Portal | Level: L2: Operations | Topics: Fleet Operations, Ansible, Bash / Shell Scripting | Domain: DevOps & Tooling
Fleet Operations at Scale - Primer¶
Why This Matters¶
Managing 10 servers is system administration. Managing 1,500 is fleet operations. The techniques are fundamentally different. You can't SSH into 1,500 servers one at a time. You can't review 1,500 sets of logs by hand. Fleet ops is about patterns, automation, observability, and controlled blast radius — it's the discipline of making changes to hundreds or thousands of machines with confidence that nothing breaks.
Core Concepts¶
The Fleet Mindset¶
Individual servers are cattle, not pets. You don't name them after characters, you don't SSH in to tweak configs, and you don't have special procedures for specific machines. Every server in a role should be interchangeable. If it's not, you've got configuration drift — and drift is the enemy.
| Pets | Cattle |
|---|---|
| Unique, hand-configured | Identical, automated |
| Failure is a crisis | Failure is expected |
| Repaired when sick | Replaced when sick |
| Named (db-master-01) | Numbered (db-042) |
Name origin: The "pets vs cattle" metaphor was coined by Bill Baker of Microsoft in a 2012 presentation. Gavin McCance at CERN later popularized it. The idea: pets are irreplaceable and get names, cattle are interchangeable and get numbers. Some teams now add a third category — "chickens" — for ephemeral, short-lived workloads like CI runners and serverless functions that exist for seconds.
Inventory Management¶
Your inventory is the source of truth for what exists, where it is, and what role it plays:
# Simple inventory structure
inventory/
hosts.yaml # All hosts with metadata
groups/
webservers.txt # Host lists by role
databases.txt
switches.txt
locations/
dc1-rack01.txt # Host lists by location
dc1-rack02.txt
# hosts.yaml — structured inventory
hosts:
web-001:
ip: 10.0.1.101
bmc: 10.0.99.101
rack: dc1-r01
role: webserver
os: centos-8
cpu: 32
ram_gb: 128
serial: ABC123
web-002:
ip: 10.0.1.102
bmc: 10.0.99.102
rack: dc1-r01
role: webserver
os: centos-8
cpu: 32
ram_gb: 128
serial: DEF456
Dynamic Inventory¶
Static files don't scale. Generate inventory from your CMDB, cloud APIs, or Kubernetes:
#!/usr/bin/env bash
# Dynamic inventory from CMDB API
curl -sf https://cmdb.internal/api/hosts \
-H "Authorization: Bearer ${CMDB_TOKEN}" \
| jq -r '.[] | select(.status == "active") | .hostname' \
| sort
Parallel Execution¶
The Problem with Serial Execution¶
# This takes 2.5 hours for 1,500 hosts at 6 seconds each
for host in "${HOSTS[@]}"; do
ssh "${host}" 'uptime'
done
Gotcha: The serial loop
for host in $HOSTS; do ssh $host; doneis not just slow — it is also fragile. If one host hangs (e.g., SSH timeout on a dead machine), the entire loop stalls.
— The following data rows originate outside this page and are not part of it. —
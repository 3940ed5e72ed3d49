//! Compiled policy objects, in the gateway's wire shape.
//!
//! These are produced by the compilers in `compile/` and handed to the
//! publish collaborator unchanged.

use serde::{Deserialize, Serialize};
use serde_json::{Map, Value};

use crate::parse::types::{ScriptLanguage, SchemaType, ValidationStrategy, ValidatorType};

// =============================================================================
// DATA POLICY
// =============================================================================

#[derive(Debug, Clone, PartialEq, Serialize, Deserialize)]
#[serde(rename_all = "camelCase")]
pub struct DataPolicy {
    pub id: String,
    pub matching: DataPolicyMatching,
    pub validation: DataPolicyValidation,
    #[serde(skip_serializing_if = "Option::is_none")]
    pub on_success: Option<PolicyAction>,
    #[serde(skip_serializing_if = "Option::is_none")]
    pub on_error: Option<PolicyAction>,
}

#[derive(Debug, Clone, PartialEq, Serialize, Deserialize)]
#[serde(rename_all = "camelCase")]
pub struct DataPolicyMatching {
    pub topic_filter: String,
}

#[derive(Debug, Clone, PartialEq, Serialize, Deserialize)]
pub struct DataPolicyValidation {
    pub validators: Vec<DataPolicyValidator>,
}

#[derive(Debug, Clone, PartialEq, Serialize, Deserialize)]
pub struct DataPolicyValidator {
    #[serde(rename = "type")]
    pub validator_type: ValidatorType,
    pub arguments: ValidatorArguments,
}

#[derive(Debug, Clone, PartialEq, Serialize, Deserialize)]
pub struct ValidatorArguments {
    pub schemas: Vec<SchemaReference>,
    pub strategy: ValidationStrategy,
}

#[derive(Debug, Clone, PartialEq, Serialize, Deserialize)]
#[serde(rename_all = "camelCase")]
pub struct SchemaReference {
    pub schema_id: String,
    pub version: String,
}

#[derive(Debug, Clone, PartialEq, Serialize, Deserialize)]
pub struct PolicyAction {
    pub pipeline: Vec<PolicyOperation>,
}

/// One step of an `onSuccess` / `onError` / transition pipeline.
#[derive(Debug, Clone, PartialEq, Serialize, Deserialize)]
#[serde(rename_all = "camelCase")]
pub struct PolicyOperation {
    pub id: String,
    pub function_id: String,
    pub arguments: Map<String, Value>,
}

// =============================================================================
// RESOURCES
// =============================================================================

#[derive(Debug, Clone, PartialEq, Serialize, Deserialize)]
#[serde(rename_all = "camelCase")]
pub struct PolicySchema {
    pub id: String,
    pub version: String,
    #[serde(rename = "type")]
    pub schema_type: SchemaType,
    #[serde(skip_serializing_if = "Option::is_none")]
    pub schema_definition: Option<String>,
    #[serde(skip_serializing_if = "Option::is_none")]
    pub message_type: Option<String>,
}

impl PolicySchema {
    pub fn reference(&self) -> SchemaReference {
        SchemaReference {
            schema_id: self.id.clone(),
            version: self.version.clone(),
        }
    }
}

/// A transform function script.
#[derive(Debug, Clone, PartialEq, Serialize, Deserialize)]
#[serde(rename_all = "camelCase")]
pub struct PolicyScript {
    pub id: String,
    #[serde(skip_serializing_if = "Option::is_none")]
    pub version: Option<u32>,
    pub function_type: ScriptLanguage,
    pub source: String,
}

// =============================================================================
// BEHAVIOR POLICY
// =============================================================================

#[derive(Debug, Clone, PartialEq, Serialize, Deserialize)]
#[serde(rename_all = "camelCase")]
pub struct BehaviorPolicy {
    pub id: String,
    pub matching: BehaviorPolicyMatching,
    pub model: BehaviorModel,
    pub transitions: Vec<BehaviorPolicyTransition>,
}

#[derive(Debug, Clone, PartialEq, Serialize, Deserialize)]
#[serde(rename_all = "camelCase")]
pub struct BehaviorPolicyMatching {
    pub client_id_filter: String,
}

#[derive(Debug, Clone, PartialEq, Serialize, Deserialize)]
pub struct BehaviorModel {
    pub id: String,
    pub arguments: Map<String, Value>,
}

#[derive(Debug, Clone, PartialEq, Serialize, Deserialize)]
#[serde(rename_all = "camelCase")]
pub struct BehaviorPolicyTransition {
    pub event: String,
    pub from_state: String,
    pub to_state: String,
    pub pipeline: Vec<PolicyOperation>,
}

/// Either compiled policy, for the publish collaborator.
#[derive(Debug, Clone, PartialEq, Serialize, Deserialize)]
#[serde(tag = "kind")]
pub enum CompiledPolicy {
    #[serde(rename = "dataPolicy")]
    Data(DataPolicy),
    #[serde(rename = "behaviorPolicy")]
    Behavior(BehaviorPolicy),
}

impl CompiledPolicy {
    pub fn id(&self) -> &str {
        match self {
            CompiledPolicy::Data(p) => &p.id,
            CompiledPolicy::Behavior(p) => &p.id,
        }
    }
}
Parallel tools like GNU Parallel, xargs -P, or Ansible forks handle timeouts per-host without blocking the rest.
Ansible Forks¶
# Run against 50 hosts simultaneously
ansible webservers -f 50 -m command -a 'uptime'
# Serial percentage for rolling updates
# In playbook:
# - hosts: webservers
# serial: "10%" # 10% of fleet at a time
# max_fail_percentage: 5
GNU Parallel¶
# Run a command across all hosts, 20 at a time
cat hosts.txt | parallel -j 20 --tag 'ssh {} uptime'
# With timeout and results logging
cat hosts.txt | parallel -j 20 --tag --timeout 30 \
--results /tmp/fleet-results/ \
'ssh -o ConnectTimeout=5 {} "uptime; df -h / | tail -1"'
xargs for Simple Cases¶
# Ping sweep — 50 concurrent
cat hosts.txt | xargs -P 50 -I{} sh -c 'ssh -o ConnectTimeout=5 {} uptime 2>/dev/null && echo "{}: OK" || echo "{}: FAIL"'
Rolling Operations¶
Never change the entire fleet at once. Rolling operations limit blast radius:
Fleet: 1,500 servers
├── Canary batch: 1 server (0.07%)
│ └── Wait 30 min, validate
├── First batch: 15 servers (1%)
│ └── Wait 15 min, validate
├── Second batch: 150 servers (10%)
│ └── Wait 10 min, validate
└── Remaining: ~1,334 servers
└── Batches of 150, 5 min gaps
Ansible Rolling Strategy¶
- hosts: webservers
serial:
- 1 # Canary
- "5%" # Small batch
- "25%" # Larger batches
max_fail_percentage: 2 # Abort if >2% fail
pre_tasks:
- name: Pull from load balancer
command: /opt/scripts/lb-drain.sh {{ inventory_hostname }}
tasks:
- name: Apply update
yum:
name: myapp
state: latest
notify: restart myapp
post_tasks:
- name: Validate health
uri:
url: "http://{{ inventory_hostname }}:8080/health"
status_code: 200
retries: 5
delay: 10
- name: Re-add to load balancer
command: /opt/scripts/lb-add.sh {{ inventory_hostname }}
Fleet Observability¶
Aggregate Health Checks¶
#!/usr/bin/env bash
# Fleet health dashboard — run every 5 minutes via cron
set -euo pipefail
declare -A SUMMARY=([ok]=0 [warn]=0 [crit]=0 [unreachable]=0)
check_host() {
local host=$1
local status
if ! ssh -o ConnectTimeout=5 "${host}" 'true' 2>/dev/null; then
echo "${host}|unreachable"
return
fi
# Collect metrics
local output
output=$(ssh -o ConnectTimeout=10 "${host}" '
load=$(cat /proc/loadavg | cut -d" " -f1)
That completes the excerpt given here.